> _Activity_: Your job is to copy every line in the material containing the word "addr".
Segment Open
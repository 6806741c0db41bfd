use axum::{routing::{get, post, put}, Router};
use tokio::net::TcpListener;
use tower_http::cors::CorsLayer;
use tracing::info;

use crate::api::{routes, websocket};
use crate::error::Result;
use crate::session::SessionHandle;

pub fn build_router(session: SessionHandle) -> Router {
    Router::new()
        // Session
        .route("/api/v1/session", get(routes::session::get_session))
        .route("/api/v1/session/chat", post(routes::session::send_chat))
        .route("/api/v1/session/reaction", post(routes::session::send_reaction))
        .route("/api/v1/session/muted", put(routes::session::set_muted))
        .route("/api/v1/session/camera-off", put(routes::session::set_camera_off))
        .route("/api/v1/session/screen/start", post(routes::session::start_screen_share))
        .route("/api/v1/session/screen/stop", post(routes::session::stop_screen_share))
        .route("/api/v1/session/leave", post(routes::session::leave))
        // WebSocket
        .route("/ws", get(websocket::ws_handler))
        // Middleware
        .layer(CorsLayer::permissive())
        .with_state(session)
}

pub async fn start_api_server(session: SessionHandle, port: u16) -> Result<()> {
    let router = build_router(session);
    let addr = format!("127.0.0.1:{}", port);
    let listener = TcpListener::bind(&addr).await?;
    info!("API server listening on http://{}", addr);
    axum::serve(listener, router).await?;
    Ok(())
}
Segment Closed
> _Task output_:
    let addr = format!("127.0.0.1:{}", port);
    let listener = TcpListener::bind(&addr).await?;
    info!("API server listening on http://{}", addr);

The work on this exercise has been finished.